* **ABOUT THIS EXERCISE**:
Up to and including the line with "pub use pattern::OutputPattern;", reproduce the listing below exactly, beginning at its first line.

* **MATERIAL PROVIDED**:
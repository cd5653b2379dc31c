// Matrix data structures and operations

pub mod config;
pub mod conversion;
pub mod csc;
pub mod hyper;
pub mod pattern;
pub mod reference;
pub mod view;

use ndarray::Array2;

pub use config::{MultiplyConfig, PatternCheck};
pub use csc::SparseMatrixCSC;
pub use hyper::{HypersparseCSC, SearchBracket};
pub use pattern::OutputPattern;
pub use reference::reference_spgemm;
pub use view::{ColumnLookup, SparseMatrixView};

/// An owned compressed-column matrix in either representation
#[derive(Debug, Clone, PartialEq)]
pub enum SparseMatrix<T> {
    /// Every logical column has a pointer slot
    Standard(SparseMatrixCSC<T>),
    /// Only populated columns are stored
    Hypersparse(HypersparseCSC<T>),
}

impl<T: Copy> SparseMatrix<T> {
    /// Borrowed read-only view
    pub fn view(&self) -> SparseMatrixView<'_, T> {
        match self {
            SparseMatrix::Standard(m) => SparseMatrixView::Standard(m),
            SparseMatrix::Hypersparse(m) => SparseMatrixView::Hypersparse(m),
        }
    }

    pub fn n_rows(&self) -> usize {
        self.view().n_rows()
    }

    pub fn n_cols(&self) -> usize {
        self.view().n_cols()
    }

    pub fn nnz(&self) -> usize {
        self.view().nnz()
    }

    pub fn is_hypersparse(&self) -> bool {
        matches!(self, SparseMatrix::Hypersparse(_))
    }

    /// Stored value at `(i, j)`, or `None` if the entry is not stored
    pub fn get(&self, i: usize, j: usize) -> Option<T> {
        self.view().get(i, j)
    }

    /// Dense copy with `fill` in every unstored position
    pub fn to_dense(&self, fill: T) -> Array2<T> {
        self.view().to_dense(fill)
    }

    /// Converts to the dense-indexed representation
    pub fn into_csc(self) -> SparseMatrixCSC<T> {
        match self {
            SparseMatrix::Standard(m) => m,
            SparseMatrix::Hypersparse(m) => m.to_csc(),
        }
    }
}

impl<T> From<SparseMatrixCSC<T>> for SparseMatrix<T> {
    fn from(m: SparseMatrixCSC<T>) -> Self {
        SparseMatrix::Standard(m)
    }
}

impl<T> From<HypersparseCSC<T>> for SparseMatrix<T> {
    fn from(m: HypersparseCSC<T>) -> Self {
        SparseMatrix::Hypersparse(m)
    }
}

/// Checks a compressed pointer array against its vector count and nnz
pub(crate) fn check_pointers(
    nvec: usize,
    vectors: &str,
    col_ptr: &[usize],
    nnz: usize,
) -> Result<(), String> {
    if col_ptr.len() != nvec + 1 {
        return Err(format!(
            "col_ptr.len() must be {} + 1 (expected {}, got {})",
            vectors,
            nvec + 1,
            col_ptr.len()
        ));
    }
    if col_ptr[0] != 0 {
        return Err(format!("col_ptr[0] must be 0, got {}", col_ptr[0]));
    }
    if col_ptr[nvec] != nnz {
        return Err(format!(
            "col_ptr[{}] must equal row_idx.len() (expected {}, got {})",
            vectors, nnz, col_ptr[nvec]
        ));
    }
    if let Some(s) = col_ptr.windows(2).position(|w| w[0] > w[1]) {
        return Err(format!("col_ptr decreases at slot {}", s));
    }
    Ok(())
}

/// Checks that every stored column has strictly ascending, in-bounds rows
///
/// `col_ptr` must already have passed [`check_pointers`].
pub(crate) fn check_rows(n_rows: usize, col_ptr: &[usize], row_idx: &[usize]) -> Result<(), String> {
    for (s, w) in col_ptr.windows(2).enumerate() {
        let rows = &row_idx[w[0]..w[1]];
        if rows.windows(2).any(|r| r[0] >= r[1]) {
            return Err(format!(
                "row indices in slot {} must be strictly ascending",
                s
            ));
        }
        if let Some(&last) = rows.last() {
            if last >= n_rows {
                return Err(format!(
                    "Row index {} out of bounds (n_rows = {})",
                    last, n_rows
                ));
            }
        }
    }
    Ok(())
}

/// Full structural check of a compressed-column layout
pub(crate) fn check_compressed(
    n_rows: usize,
    nvec: usize,
    vectors: &str,
    col_ptr: &[usize],
    row_idx: &[usize],
) -> Result<(), String> {
    check_pointers(nvec, vectors, col_ptr, row_idx.len())?;
    check_rows(n_rows, col_ptr, row_idx)
}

* **RESULT**:
repository cd5653b2379dc31c
// Matrix data structures and operations

pub mod config;
pub mod conversion;
pub mod csc;
pub mod hyper;
pub mod pattern;
pub mod reference;
pub mod view;

use ndarray::Array2;

pub use config::{MultiplyConfig, PatternCheck};
pub use csc::SparseMatrixCSC;
pub use hyper::{HypersparseCSC, SearchBracket};
pub use pattern::OutputPattern;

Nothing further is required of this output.